There is a general consensus that obesity is a behavioural problem that results from a combination of a “vulnerable” brain (e.g., a predisposition to engage in impulsive food decisions) in an “unhealthy” environment (with abundant access to high-caloric food). In contemporary theories of overeating, including concepts of "food addiction”, impulsive behaviour is a key risk factor. However, obesity is a heterogeneous disorder, and only a subgroup of obese subjects may be adequately understood as suffering from impulse control problems. It is therefore crucial for pathophysiological theories of obesity as well as for diagnostic criteria of subgroups that the mechanisms causing this variability are understood. Our group has adopted both computational and physiological approaches to characterize such mechanisms. Specifically, we explore whether individual variability in eating behaviour could arise from individual differences in neuromodulatory mechanisms. Thereby we consider genotype-specific differences in brain connectivity as well as brain morphology, humoral regulation of neurocircuitry, modulation of the dopaminergic system by nutrient signals, differential roles of nutrient rewards for motivation and impulsivity, and theoretical frameworks for framework for modelling brain-body interactions. Expanding into pathophysiology, we explore how neural circuits are perturbed by diet in humans and investigate the link between inflammation and affective disorder as well as neurodegeneration.
Building on the achievements of our previous work, possible projects may focus on integrating the various biological factors into circuit models of interactions between homeostatic mechanisms and reward-related signals or processes underlying aging-related disease. These models will combine recent advances in generative modelling of human neuroimaging and behavioural data with genetic, metabolic, endocrine, and immunological analyses during experimental perturbations of homeostasis and reward processing.

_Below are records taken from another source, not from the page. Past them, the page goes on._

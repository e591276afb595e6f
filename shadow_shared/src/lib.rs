pub mod abi;
pub mod manifest;
pub mod settings;
pub mod wire;

use serde::{Deserialize, Serialize};

/// Move hardware audio format: 44.1kHz stereo, 128-frame blocks (~2.9ms).
pub const SAMPLE_RATE: u32 = 44_100;
pub const FRAMES_PER_BLOCK: usize = 128;

/// Hardware mailbox layout (4096-byte shared page, swapped by ioctl).
pub const MAILBOX_SIZE: usize = 4096;
pub const MIDI_OUT_OFFSET: usize = 0;
pub const MIDI_BUFFER_SIZE: usize = 256;
pub const AUDIO_OUT_OFFSET: usize = 256;
pub const AUDIO_BYTES_PER_BLOCK: usize = FRAMES_PER_BLOCK * 2 * 2; // stereo i16
pub const DISPLAY_OFFSET: usize = 768;
pub const DISPLAY_REGION_SIZE: usize = 1280;
pub const MIDI_IN_OFFSET: usize = 2048;
pub const AUDIO_IN_OFFSET: usize = 2304;

/// USB-MIDI cable numbers used by the Move firmware.
/// Cable 0 carries the internal control surface (pads, knobs, buttons),
/// cable 2 the physical MIDI-in/out jacks.
pub const CABLE_INTERNAL: u8 = 0;
pub const CABLE_EXTERNAL: u8 = 2;

/// Pad note range on the internal surface (32 pads, 4 rows of 8).
pub const PAD_NOTE_FIRST: u8 = 68;
pub const PAD_NOTE_LAST: u8 = 99;

/// Control surface CC numbers consumed or tracked by the host.
pub const CC_JOG_CLICK: u8 = 3;
pub const CC_SHIFT: u8 = 49;
pub const CC_BACK: u8 = 51;
pub const CC_DOWN: u8 = 54;
pub const CC_UP: u8 = 55;
pub const CC_MASTER_KNOB: u8 = 79;

/// MIDI real-time bytes.
pub const MIDI_CLOCK: u8 = 0xF8;
pub const MIDI_START: u8 = 0xFA;
pub const MIDI_CONTINUE: u8 = 0xFB;
pub const MIDI_STOP: u8 = 0xFC;

/// Where a MIDI message entered (or was synthesized by) the host.
#[derive(Debug, Clone, Copy, PartialEq, Eq, Serialize, Deserialize)]
pub enum MidiSource {
    /// User hardware: pads, knobs, buttons (cable 0).
    Internal,
    /// Physical MIDI-in jack (cable 2).
    External,
    /// Synthesized by the host (e.g. MIDI clock).
    Host,
    /// Broadcast to all audio-FX slots irrespective of channel routing.
    FxBroadcast,
}

impl MidiSource {
    pub fn to_raw(self) -> i32 {
        match self {
            MidiSource::Internal => 0,
            MidiSource::External => 1,
            MidiSource::Host => 2,
            MidiSource::FxBroadcast => 3,
        }
    }

    pub fn from_raw(raw: i32) -> Option<Self> {
        match raw {
            0 => Some(MidiSource::Internal),
            1 => Some(MidiSource::External),
            2 => Some(MidiSource::Host),
            3 => Some(MidiSource::FxBroadcast),
            _ => None,
        }
    }
}

/// Code Index Number of a USB-MIDI packet (low nibble of byte 0).
#[derive(Debug, Clone, Copy, PartialEq, Eq)]
pub enum Cin {
    SysexStartOrContinue,
    SysexEndSingle,
    SysexEndTwo,
    SysexEndThree,
    NoteOff,
    NoteOn,
    PolyKeyPressure,
    ControlChange,
    ProgramChange,
    ChannelPressure,
    PitchBend,
    SingleByte,
}

impl Cin {
    pub fn from_nibble(nibble: u8) -> Option<Self> {
        match nibble & 0x0F {
            0x4 => Some(Cin::SysexStartOrContinue),
            0x5 => Some(Cin::SysexEndSingle),
            0x6 => Some(Cin::SysexEndTwo),
            0x7 => Some(Cin::SysexEndThree),
            0x8 => Some(Cin::NoteOff),
            0x9 => Some(Cin::NoteOn),
            0xA => Some(Cin::PolyKeyPressure),
            0xB => Some(Cin::ControlChange),
            0xC => Some(Cin::ProgramChange),
            0xD => Some(Cin::ChannelPressure),
            0xE => Some(Cin::PitchBend),
            0xF => Some(Cin::SingleByte),
            _ => None,
        }
    }

    pub fn to_nibble(self) -> u8 {
        match self {
            Cin::SysexStartOrContinue => 0x4,
            Cin::SysexEndSingle => 0x5,
            Cin::SysexEndTwo => 0x6,
            Cin::SysexEndThree => 0x7,
            Cin::NoteOff => 0x8,
            Cin::NoteOn => 0x9,
            Cin::PolyKeyPressure => 0xA,
            Cin::ControlChange => 0xB,
            Cin::ProgramChange => 0xC,
            Cin::ChannelPressure => 0xD,
            Cin::PitchBend => 0xE,
            Cin::SingleByte => 0xF,
        }
    }

    /// Channel voice messages carry three MIDI bytes the host can route.
    pub fn is_channel_voice(self) -> bool {
        matches!(
            self,
            Cin::NoteOff
                | Cin::NoteOn
                | Cin::PolyKeyPressure
                | Cin::ControlChange
                | Cin::ProgramChange
                | Cin::ChannelPressure
                | Cin::PitchBend
        )
    }
}

/// One 4-byte USB-MIDI packet: `[cable<<4 | CIN, status, data1, data2]`.
#[repr(C)]
#[derive(Debug, Clone, Copy, PartialEq, Eq, Default, Serialize, Deserialize)]
pub struct UsbMidiPacket {
    pub bytes: [u8; 4],
}

impl UsbMidiPacket {
    pub fn from_bytes(bytes: [u8; 4]) -> Self {
        Self { bytes }
    }

    pub fn channel_voice(cable: u8, status: u8, data1: u8, data2: u8) -> Self {
        let cin = (status >> 4) & 0x0F;
        Self { bytes: [(cable << 4) | cin, status, data1, data2] }
    }

    pub fn note_on(cable: u8, channel: u8, note: u8, velocity: u8) -> Self {
        Self::channel_voice(cable, 0x90 | (channel & 0x0F), note & 0x7F, velocity & 0x7F)
    }

    pub fn note_off(cable: u8, channel: u8, note: u8) -> Self {
        Self::channel_voice(cable, 0x80 | (channel & 0x0F), note & 0x7F, 0x00)
    }

    pub fn control_change(cable: u8, channel: u8, cc: u8, value: u8) -> Self {
        Self::channel_voice(cable, 0xB0 | (channel & 0x0F), cc & 0x7F, value & 0x7F)
    }

    /// Single-byte realtime message (clock, start, stop) on CIN 0xF.
    pub fn realtime(cable: u8, byte: u8) -> Self {
        Self { bytes: [(cable << 4) | 0x0F, byte, 0x00, 0x00] }
    }

    pub fn cable(&self) -> u8 {
        self.bytes[0] >> 4
    }

    pub fn cin(&self) -> Option<Cin> {
        Cin::from_nibble(self.bytes[0])
    }

    pub fn status(&self) -> u8 {
        self.bytes[1]
    }

    pub fn message_type(&self) -> u8 {
        self.bytes[1] & 0xF0
    }

    pub fn channel(&self) -> u8 {
        self.bytes[1] & 0x0F
    }

    pub fn data1(&self) -> u8 {
        self.bytes[2]
    }

    pub fn data2(&self) -> u8 {
        self.bytes[3]
    }

    /// An all-zero slot in a mailbox MIDI ring.
    pub fn is_empty(&self) -> bool {
        self.bytes == [0, 0, 0, 0]
    }
}

#[cfg(test)]
mod tests {
    use super::*;

    #[test]
    fn packet_roundtrip() {
        let p = UsbMidiPacket::note_on(CABLE_EXTERNAL, 3, 60, 100);
        assert_eq!(p.bytes, [0x29, 0x93, 0x3C, 0x64]);
        assert_eq!(p.cable(), 2);
        assert_eq!(p.cin(), Some(Cin::NoteOn));
        assert_eq!(p.channel(), 3);
        assert_eq!(p.data1(), 60);
        assert_eq!(p.data2(), 100);
    }

    #[test]
    fn realtime_packet() {
        let p = UsbMidiPacket::realtime(CABLE_EXTERNAL, MIDI_CLOCK);
        assert_eq!(p.bytes, [0x2F, 0xF8, 0x00, 0x00]);
        assert_eq!(p.cin(), Some(Cin::SingleByte));
        assert!(!p.cin().unwrap().is_channel_voice());
    }

    #[test]
    fn note_off_packet() {
        let p = UsbMidiPacket::note_off(CABLE_EXTERNAL, 0, 60);
        assert_eq!(p.bytes, [0x28, 0x80, 0x3C, 0x00]);
    }

    #[test]
    fn mailbox_regions_do_not_overlap() {
        assert!(MIDI_OUT_OFFSET + MIDI_BUFFER_SIZE <= AUDIO_OUT_OFFSET);
        assert!(AUDIO_OUT_OFFSET + AUDIO_BYTES_PER_BLOCK <= DISPLAY_OFFSET);
        assert!(DISPLAY_OFFSET + DISPLAY_REGION_SIZE <= MIDI_IN_OFFSET);
        assert!(MIDI_IN_OFFSET + MIDI_BUFFER_SIZE <= AUDIO_IN_OFFSET);
        assert!(AUDIO_IN_OFFSET + AUDIO_BYTES_PER_BLOCK <= MAILBOX_SIZE);
    }

    #[test]
    fn midi_source_raw_roundtrip() {
        for src in [
            MidiSource::Internal,
            MidiSource::External,
            MidiSource::Host,
            MidiSource::FxBroadcast,
        ] {
            assert_eq!(MidiSource::from_raw(src.to_raw()), Some(src));
        }
        assert_eq!(MidiSource::from_raw(9), None);
    }
}
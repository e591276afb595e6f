//! Centralized note scheduler.
//!
//! A bounded pool of pending note events with on/off phases. Tracks push
//! requests in; one sweep per audio block emits note-on/off through the
//! MIDI sink. Pitch is resolved at send time (not schedule time) so live
//! transpose takes effect on held arp notes and long ratchets that span
//! transpose-sequence boundaries.

use crate::midi_out::MidiSink;

pub const MAX_SCHEDULED_NOTES: usize = 512;

/// Swing 50 = no delay, swing 100 = half a step of delay on upbeats.
pub const SWING_MAX_DELAY: f64 = 0.5;

/// Delay applied to a note starting at `on_phase`. Only upbeat positions
/// (odd global beats) swing; downbeats stay put.
pub fn swing_delay(swing: u8, on_phase: f64) -> f64 {
    if swing <= 50 {
        return 0.0;
    }
    let global_beat = on_phase as i64;
    if global_beat & 1 == 0 {
        return 0.0;
    }
    (swing as f64 - 50.0) / 100.0 * SWING_MAX_DELAY
}

#[derive(Debug, Clone, Copy, Default)]
pub struct ScheduledNote {
    /// Original untransposed note.
    pub note: u8,
    /// Pitch actually transmitted; recorded at note-on for the matching off.
    pub sent_note: u8,
    pub channel: u8,
    pub velocity: u8,
    pub on_phase: f64,
    pub off_phase: f64,
    pub on_sent: bool,
    pub off_sent: bool,
    pub active: bool,
    pub track_idx: u8,
    /// Sequence transpose captured at schedule time (diagnostic only;
    /// send-time resolution is authoritative).
    pub sequence_transpose: i8,
}

/// Everything `schedule` needs to place one note.
#[derive(Debug, Clone, Copy)]
pub struct NoteRequest {
    pub note: u8,
    pub velocity: u8,
    pub channel: u8,
    pub swing: u8,
    /// Global phase when the note should start (pre-swing).
    pub on_phase: f64,
    /// Note length in global steps.
    pub length: f64,
    /// Gate percentage (1-100) of the length.
    pub gate: u8,
    pub track_idx: u8,
    pub sequence_transpose: i8,
}

pub struct NoteScheduler {
    slots: Box<[ScheduledNote]>,
    /// Schedules dropped because the pool was full.
    pub dropped: u32,
}

impl Default for NoteScheduler {
    fn default() -> Self {
        Self {
            slots: vec![ScheduledNote::default(); MAX_SCHEDULED_NOTES].into_boxed_slice(),
            dropped: 0,
        }
    }
}

impl NoteScheduler {
    /// Schedule a note, truncating any conflicting note (same original
    /// note + channel still awaiting its off). Pool exhaustion drops the
    /// request silently.
    pub fn schedule(&mut self, req: NoteRequest, global_phase: f64, sink: &mut dyn MidiSink) {
        let swung_on = req.on_phase + swing_delay(req.swing, req.on_phase);
        let off_phase = swung_on + req.length * (req.gate as f64 / 100.0);

        if let Some(conflict) = self.slots.iter_mut().find(|s| {
            s.active && s.note == req.note && s.channel == req.channel && !s.off_sent
        }) {
            if swung_on < conflict.off_phase {
                // End the old note just before the new one starts.
                let early_off = swung_on - 0.001;
                if early_off > global_phase {
                    conflict.off_phase = early_off;
                } else if conflict.on_sent && !conflict.off_sent {
                    // Already past the truncation point: close it now and
                    // free the slot so it cannot leak.
                    sink.note_off(conflict.sent_note, conflict.channel);
                    conflict.off_sent = true;
                    conflict.active = false;
                }
            }
        }

        let Some(slot) = self.slots.iter_mut().find(|s| !s.active) else {
            self.dropped = self.dropped.wrapping_add(1);
            return;
        };

        *slot = ScheduledNote {
            note: req.note,
            sent_note: 0,
            channel: req.channel,
            velocity: req.velocity,
            on_phase: swung_on,
            off_phase,
            on_sent: false,
            off_sent: false,
            active: true,
            track_idx: req.track_idx,
            sequence_transpose: req.sequence_transpose,
        };
    }

    /// One sweep per audio block: fire due note-ons (resolving pitch via
    /// `transpose_for`, which returns the effective semitone offset for a
    /// track) and due note-offs.
    pub fn process(
        &mut self,
        global_phase: f64,
        mut transpose_for: impl FnMut(usize) -> i32,
        sink: &mut dyn MidiSink,
    ) {
        for slot in self.slots.iter_mut() {
            if !slot.active {
                continue;
            }

            if !slot.on_sent && global_phase >= slot.on_phase {
                let transpose = transpose_for(slot.track_idx as usize);
                let final_note = (slot.note as i32 + transpose).clamp(0, 127) as u8;
                sink.note_on(final_note, slot.velocity, slot.channel);
                slot.sent_note = final_note;
                slot.on_sent = true;
            }

            if slot.on_sent && !slot.off_sent && global_phase >= slot.off_phase {
                sink.note_off(slot.sent_note, slot.channel);
                slot.off_sent = true;
                slot.active = false;
            }
        }
    }

    /// Free every slot on a channel, closing sounding notes (Arp Layer =
    /// Cut, and stop).
    pub fn cut_channel(&mut self, channel: u8, sink: &mut dyn MidiSink) {
        for slot in self.slots.iter_mut() {
            if slot.active && slot.channel == channel {
                if slot.on_sent && !slot.off_sent {
                    sink.note_off(slot.sent_note, slot.channel);
                }
                slot.active = false;
                slot.on_sent = false;
                slot.off_sent = false;
            }
        }
    }

    /// Free every slot, closing sounding notes.
    pub fn clear_all(&mut self, sink: &mut dyn MidiSink) {
        for slot in self.slots.iter_mut() {
            if slot.active && slot.on_sent && !slot.off_sent {
                sink.note_off(slot.sent_note, slot.channel);
            }
            slot.active = false;
            slot.on_sent = false;
            slot.off_sent = false;
        }
    }

    pub fn active_count(&self) -> usize {
        self.slots.iter().filter(|s| s.active).count()
    }

    /// Count of sounding (on sent, off pending) instances of a note on a
    /// channel; the per-(note, channel) invariant keeps this <= 1.
    pub fn sounding_count(&self, note: u8, channel: u8) -> usize {
        self.slots
            .iter()
            .filter(|s| s.active && s.note == note && s.channel == channel && s.on_sent && !s.off_sent)
            .count()
    }

    pub fn slots(&self) -> &[ScheduledNote] {
        &self.slots
    }
}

A special emphasis may be here on the interaction between brain and periphery, the so-called gut-brain axis. The vagus nerve and spinal afferents are key communication pathways between the gut and the brain and have recently been implicated as having roles in cognition, reinforcement and affect. In teaming up with the group of Henning Fenselau, we are planning to investigate molecularly distinct phenotypes of afferent vagus and spinal nerve fibers to elucidate functional aspects of postprandial regulation of energy and glucose homeostasis. The framework will inspire and guide the development of novel interventions that can optimize glucose homeostasis in at-risk individuals in the healthy population, and can restore efficient control of energy intake in pre-clinical and clinical populations.
Our research strategy requires a close interaction of theoretical and experimental work, an inter-disciplinary research environment along with an infrastructure that supports prospective validation studies in humans. To facilitate this interaction, another of our interests is to improve current techniques for probing neurocircuitry in vivo. This includes diffusion and functional MRI, positron emission tomography (PET), EEG and brain stimulation techniques, such as transcutaneous vagus nerve stimulation. Over the past years, the group has built up extensive methodological and technical expertise particularly in combining structural and functional neuroimaging approaches.
A keen interest in translational neuroscience, human neurobiology and cognition. While pre-existing expertise in high-resolution in-vivo imaging methods is helpful -but not necessary, the desire to work in a multi-disciplinary research environment and to engage with statistical data analysis is requested.